Memory accesses in loops often make use of induction variables to specify what address to access. In this context, induction variables are used in two different settings. First, the memory access can use an induction variable as an index. A base variable refers to the address of the first element in an array and the induction variable provides the element index that should be accessed. Second, the base variable itself can be an induction variable without an explicit additional index, but rather where the next element is accessed by increasing the base variable directly. Both settings can have an additional offset. While the first setting is comparable to accessing memory via an array and an index, the second setting is comparable to accessing memory directly via a pointer.

The two settings of how memory is addressed correspond to instructions generated by the GCC in its GIMPLE intermediate representation.

We refer to the first address that a memory access accesses in a loop as the memory accesses base address.
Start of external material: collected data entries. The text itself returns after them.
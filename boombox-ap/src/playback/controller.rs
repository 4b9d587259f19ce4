//! Playback session controller
//!
//! Owns the [`TrackQueue`], commands the [`AudioEngine`] and reconciles the
//! engine's asynchronous events with its own view of the session. Every
//! visible transition is pushed through the [`Notifier`].
//!
//! States: `Empty` → `Playing` ⇄ `Paused`, with `Stopped` reachable from
//! both. `Playing` is entered as soon as a `play` is issued; the `playing`
//! flag of the snapshot only turns true once the engine confirms the run
//! started.
//!
//! The controller never blocks: it is driven one call at a time by the
//! session actor (see [`crate::playback::session`]).

use crate::playback::emitter::Notifier;
use crate::playback::engine::{AudioEngine, EngineEvent, RunId};
use crate::playback::queue::TrackQueue;
use boombox_common::db::Track;
use boombox_common::events::{NowPlaying, PlayState};
use std::path::{Path, PathBuf};
use std::time::Duration;
use tokio::time::Instant;
use tracing::{debug, error, info, warn};

/// Coarse session state
#[derive(Debug, Clone, Copy, PartialEq, Eq)]
pub enum SessionState {
    /// Nothing queued
    Empty,
    /// Queue and cursor kept, engine idle
    Stopped,
    /// A run is commanded or rendering
    Playing,
    Paused,
}

/// The run most recently commanded
#[derive(Debug, Clone, Copy)]
struct ActiveRun {
    id: RunId,
    /// Queue index the run was commanded for (kept valid across removals
    /// until the run starts)
    index: usize,
    started: bool,
    /// Start confirmation deadline
    deadline: Instant,
}

pub struct Controller {
    queue: TrackQueue,
    engine: Box<dyn AudioEngine>,
    notifier: Box<dyn Notifier>,
    state: SessionState,
    playing: bool,
    active: Option<ActiveRun>,
    last_run: RunId,
    /// Engine path reported for a run the queue could not place
    unresolved: Option<PathBuf>,
    /// Run ended or failed; the cursor is kept but no track is current
    idle: bool,
    command_timeout: Duration,
}

impl Controller {
    pub fn new(
        media_root: impl Into<PathBuf>,
        engine: Box<dyn AudioEngine>,
        notifier: Box<dyn Notifier>,
        command_timeout: Duration,
    ) -> Self {
        Self {
            queue: TrackQueue::new(media_root),
            engine,
            notifier,
            state: SessionState::Empty,
            playing: false,
            active: None,
            last_run: RunId::default(),
            unresolved: None,
            idle: false,
            command_timeout,
        }
    }

    pub fn state(&self) -> SessionState {
        self.state
    }

    pub fn is_playing(&self) -> bool {
        self.playing
    }

    pub fn queue(&self) -> &TrackQueue {
        &self.queue
    }

    /// Client view of the session
    pub fn snapshot(&self) -> PlayState {
        let track = if self.idle {
            NowPlaying::Absent
        } else {
            match &self.unresolved {
                Some(path) => NowPlaying::Unresolved {
                    filename: path.display().to_string(),
                },
                None => self.queue.current().cloned().into(),
            }
        };
        PlayState {
            playing: self.playing,
            prev: self.queue.previous().cloned(),
            next: self.queue.next().cloned(),
            track,
        }
    }

    /// When the pending `play` must have been confirmed by
    pub fn deadline(&self) -> Option<Instant> {
        self.active.filter(|run| !run.started).map(|run| run.deadline)
    }

    // ------------------------------------------------------------------
    // Commands
    // ------------------------------------------------------------------

    /// Superseding play request: replace the queue with `tracks` and start
    pub fn play_tracks(&mut self, tracks: Vec<Track>) {
        if tracks.is_empty() {
            self.clear();
            return;
        }
        info!("Play request for {} track(s)", tracks.len());

        self.halt();
        self.queue.clear();
        let first = self.queue.extend(tracks);
        self.play_index(first);
    }

    /// Append `tracks`; start on the first of them if nothing is running
    pub fn enqueue(&mut self, tracks: Vec<Track>) {
        if tracks.is_empty() {
            return;
        }
        info!("Enqueue {} track(s)", tracks.len());

        let first = self.queue.extend(tracks);
        match self.state {
            SessionState::Empty | SessionState::Stopped => self.play_index(first),
            SessionState::Playing | SessionState::Paused => self.emit(None),
        }
    }

    /// Resume a stopped session from the preserved cursor
    pub fn start(&mut self) {
        if self.state != SessionState::Stopped {
            debug!("start ignored in state {:?}", self.state);
            return;
        }
        let index = self.queue.cursor().unwrap_or(0);
        self.play_index(index);
    }

    pub fn pause(&mut self) {
        if self.state != SessionState::Playing || !self.playing {
            debug!("pause ignored in state {:?}", self.state);
            return;
        }
        self.engine.pause();
        self.playing = false;
        self.state = SessionState::Paused;
        info!("Paused");
        self.emit(None);
    }

    pub fn resume(&mut self) {
        if self.state != SessionState::Paused {
            debug!("resume ignored in state {:?}", self.state);
            return;
        }
        self.engine.resume();
        self.playing = true;
        self.state = SessionState::Playing;
        info!("Resumed");
        self.emit(None);
    }

    /// Play the track after the current (or pending) one
    pub fn next(&mut self) {
        match self.position() {
            Some(position) if position + 1 < self.queue.len() => self.play_index(position + 1),
            _ => debug!("next ignored: no next track"),
        }
    }

    /// Play the previous track; at the head of the queue, restart it
    pub fn prev(&mut self) {
        match self.position() {
            Some(0) => self.play_index(0),
            Some(position) => self.play_index(position - 1),
            None => debug!("prev ignored: nothing has played"),
        }
    }

    /// Stop the engine, keeping queue and cursor
    pub fn stop(&mut self) {
        if !matches!(self.state, SessionState::Playing | SessionState::Paused) {
            debug!("stop ignored in state {:?}", self.state);
            return;
        }
        self.halt();
        self.state = SessionState::Stopped;
        info!("Stopped");
        self.emit(None);
    }

    /// Stop if needed and empty the queue
    pub fn clear(&mut self) {
        self.halt();
        self.queue.clear();
        self.state = SessionState::Empty;
        info!("Queue cleared");
        self.emit(None);
    }

    /// Remove the first queued track with `track_id`
    pub fn remove(&mut self, track_id: &str) {
        let position = self.position();
        let Some(index) = self.queue.remove_by_id(track_id) else {
            debug!("remove ignored: {} not queued", track_id);
            return;
        };

        if let Some(run) = self.active.as_mut().filter(|run| !run.started) {
            if index < run.index {
                run.index -= 1;
            }
        }

        if position == Some(index) {
            match self.state {
                SessionState::Playing if index < self.queue.len() => {
                    info!("Removed the current track, moving on");
                    self.play_index(index);
                }
                SessionState::Playing | SessionState::Paused => {
                    info!("Removed the current track, stopping");
                    self.halt();
                    self.state = SessionState::Stopped;
                }
                SessionState::Empty | SessionState::Stopped => {}
            }
        }

        if self.queue.is_empty() && self.state == SessionState::Stopped {
            self.state = SessionState::Empty;
        }
        self.emit(None);
    }

    // ------------------------------------------------------------------
    // Engine events
    // ------------------------------------------------------------------

    pub fn handle_event(&mut self, event: EngineEvent) {
        debug!("Engine event: {:?}", event);
        match event {
            EngineEvent::TrackStarted { run, path } => self.on_track_started(run, &path),
            EngineEvent::TrackEnded { run } => self.on_track_ended(run),
            EngineEvent::Error { run, detail } => self.on_error(run, detail),
        }
    }

    /// The pending `play` was never confirmed
    pub fn on_deadline(&mut self, now: Instant) {
        let Some(run) = self.active.filter(|run| !run.started && now >= run.deadline) else {
            return;
        };
        let detail = format!(
            "engine did not start playback within {} ms",
            self.command_timeout.as_millis()
        );
        warn!("{} not confirmed: {}", run.id, detail);
        self.fail(detail);
        // Keep a late start from rendering over a stopped session
        self.engine.stop();
    }

    fn on_track_started(&mut self, run: RunId, path: &Path) {
        let Some(active) = self.active.as_mut().filter(|active| active.id == run) else {
            debug!("Ignoring start of stale {}", run);
            return;
        };
        if active.started {
            debug!("Ignoring repeated start of {}", run);
            return;
        }
        active.started = true;
        let commanded = active.index;
        self.idle = false;

        let index = Some(commanded)
            .filter(|&i| self.queue.resolve(i).as_deref() == Some(path))
            .or_else(|| self.queue.locate_by_filename(path));

        match index {
            Some(index) => {
                self.queue.set_cursor(index);
                self.unresolved = None;
                info!("Now playing #{}: {}", index, path.display());
            }
            None => {
                warn!("Engine is playing {} which is not queued", path.display());
                self.queue.reset_cursor();
                self.unresolved = Some(path.to_path_buf());
            }
        }

        self.playing = true;
        self.emit(None);
    }

    fn on_track_ended(&mut self, run: RunId) {
        if self.active.map(|active| active.id) != Some(run)
            || !matches!(self.state, SessionState::Playing | SessionState::Paused)
        {
            debug!("Ignoring end of stale {}", run);
            return;
        }
        info!("Track ended ({})", run);

        self.active = None;
        self.playing = false;
        self.unresolved = None;
        self.idle = true;
        self.emit(None);

        match self.queue.cursor() {
            Some(cursor) if cursor + 1 < self.queue.len() => self.play_index(cursor + 1),
            _ => {
                info!("End of queue");
                self.state = SessionState::Stopped;
            }
        }
    }

    fn on_error(&mut self, run: Option<RunId>, detail: String) {
        if let Some(run) = run {
            if self.active.map(|active| active.id) != Some(run) {
                debug!("Ignoring error from stale {}: {}", run, detail);
                return;
            }
        }
        error!("Playback failed: {}", detail);
        self.fail(detail);
    }

    // ------------------------------------------------------------------
    // Internals
    // ------------------------------------------------------------------

    /// Index the session is at or heading to
    fn position(&self) -> Option<usize> {
        match self.active {
            Some(run) if !run.started => Some(run.index),
            _ => self.queue.cursor(),
        }
    }

    /// Command the engine to play the element at `index`
    fn play_index(&mut self, index: usize) {
        let Some(path) = self.queue.resolve(index) else {
            warn!("No queued track at #{}, nothing to play", index);
            return;
        };
        self.last_run = self.last_run.next();
        let run = self.last_run;

        self.active = Some(ActiveRun {
            id: run,
            index,
            started: false,
            deadline: Instant::now() + self.command_timeout,
        });
        self.state = SessionState::Playing;
        self.idle = false;
        info!("Play #{} {} ({})", index, path.display(), run);
        self.engine.play(run, &path);
    }

    /// Stop the engine if a run is going and forget the run
    fn halt(&mut self) {
        if matches!(self.state, SessionState::Playing | SessionState::Paused) {
            self.engine.stop();
        }
        self.active = None;
        self.playing = false;
        self.unresolved = None;
    }

    /// Engine failure: forced to `Stopped`, client told why
    fn fail(&mut self, detail: String) {
        self.active = None;
        self.playing = false;
        self.unresolved = None;
        self.idle = true;
        if self.state != SessionState::Empty {
            self.state = SessionState::Stopped;
        }
        self.emit(Some(detail));
    }

    fn emit(&self, error: Option<String>) {
        self.notifier.notify(self.snapshot(), error);
    }
}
We refer to the amount of bytes the accessed address increases in each iteration of a specific loop as the memory accesses stride for that loop. Note that a memory access can have multiple different strides when it is in a loop nest. Together, base address and stride characterize what memory addresses might be accessed in a loop by a specific memory address.

In Figure 2, variable iv is an induction variable and Instruction 2 its increment instruction.

3.5 Trees of Recurrence as Representation for Evolution of Induction Variables

The Tree of Recurrence(TREC) representation is a compact representation that captures the evolution of variables in loops. Concretely, it captures the evolution of induction variables as a function of the loop’s iteration indices [19]. Since memory accesses make use of induction variables, TRECs are well suited to infer the base addresses and strides of memory accesses based on them.

The syntax of a TREC \(\Phi\) is inductively defined as3 \[\begin{equation*} \Phi = \lbrace \Phi _a, +, \Phi _b \rbrace _{k} \text{ or } \Phi = c, \end{equation*}\] where \(\Phi _a\) and \(\Phi _b\) are TRECs, c is either an integer constant or a loop invariant expression computed outside the loop, and k is an identifier for a loop. \(\Phi _a\) is called the initial value and \(\Phi _b\) is called the increment of a TREC. Intuitively, \(\Phi _a\) corresponds to the value of an induction variable in the first loop iteration and \(\Phi _b\) to its constant increment in each consecutive loop iteration. The value \(\Phi (i)\) of a TREC \(\Phi\) for an induction variable represents the induction variable’s value in the ith loop iteration. For a more detailed introduction, we refer to Reference [19].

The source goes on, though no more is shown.